Dass Sie auf dem falschen Wege sind, das hören Sie ja selbst von der Industrie- und Handelskammer und von der Wirtschaft. Dass die Schließung des Faches Mechatronik an der Universität nicht richtig sei, das lesen Sie ja in verschiedenen Stellungnahmen. Herr Kollege Meiser, Sie haben gesagt, Sie seien auf dem Weg, diesbezüglich einen Kompromiss zu erzielen. Ich kann Sie nur darin bestärken, das zu tun! Ich vermag das von der fachlichen Seite her nicht abschließend zu beurteilen, aber ich muss Ihnen sagen: Es spricht vieles dafür, diese Doppelbesetzung beizubehalten. Bedenken Sie bitte, dass wir hier beispielsweise mit ZF einen Betrieb haben, der nun wirklich ein Leuchtturm unserer Industrielandschaft ist. Und ZF ist ein Betrieb, der in seinem inneren Produktionsablauf sehr stark auf die Mechatronik setzt und auf sie angewiesen ist. Deshalb ist beispielsweise ja auch der Chef von ZF im Beirat des Instituts. Das möge Ihnen doch zu denken geben! Vielleicht kommen Sie dann doch zu dem Ergebnis, dass die Mechatronik eine besondere Bedeutung hat, beispielsweise für die Automobilzulieferer.

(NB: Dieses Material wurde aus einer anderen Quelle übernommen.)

//! npm registry data model and request path grammar.
//!
//! Handles both scoped (`@org/package`) and unscoped packages.

mod document;
mod path;

pub use document::{Dist, PackageDocument, PackageMetadata, VersionDescriptor};
pub use path::{RegistryPath, is_valid_package_name, is_valid_tarball_name, tarball_storage_path};
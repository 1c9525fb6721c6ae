#![warn(
    rust_2024_compatibility,
    clippy::all,
    clippy::future_not_send,
    clippy::mod_module_files,
    clippy::needless_pass_by_ref_mut,
    clippy::unused_async
)]

pub mod auth;
pub mod cache;
pub mod config;
pub mod error;
pub mod proxy;
pub mod publish;
pub mod registry;
pub mod rewrite;
pub mod upstream;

Angesichts all dessen, so meine ich, sind die Einwände der Wirtschaft durchaus berechtigt. Ich würde Sie auffordern, den Kompromiss zu suchen und, wie immer er aussehen mag, jedenfalls den Einwänden der Wirtschaft an dieser Stelle Rechnung zu tragen. Hätten wir zum Beispiel in den zurückliegenden Jah
ren ZF nicht massiv gepflegt, wäre der Ausbau in dieser Form gar nicht möglich gewesen. Das möchte ich einmal in aller Deutlichkeit sagen. Allein schon dieser Betrieb würde mich veranlassen zu sagen: Lasst uns bei der Mechatronik doch den Forderungen der Wirtschaft entgegenkommen!
Nun steht heute in der Presse, die Wirtschaftsministerin wolle eine Koordinationsstelle für Energieforschung im Ministerium einrichten. Das ist ja alles in Ordnung. Ob allerdings die Forschung wesentliche Impulse erfährt, wenn eine Koordinationsstelle eingerichtet wird, das ist doch, um es zurückhaltend zu sagen, nicht gesichert. Auch die Energieforschung benötigt natürlich Lehrstühle, sie braucht Material, Finanzen, um die Forschungsarbeiten voranzutreiben. Mit diesem Thema hätte sich eine weitere Alternative angeboten. Das Saarland ist zu schwach, um viele Schwerpunkte zu setzen. Ich persönlich vertrete seit Längerem die Auffassung, dass Medizintechnik ein zukunftsversprechender Schwerpunkt wäre. Man kann aber auch andere Schwerpunkte setzen, selbstverständlich, etwa auch die Energieforschung. Warum nicht? Nur muss man dann eben auch Alternativen setzen, das Profil schärfen, wie Sie das genannt haben.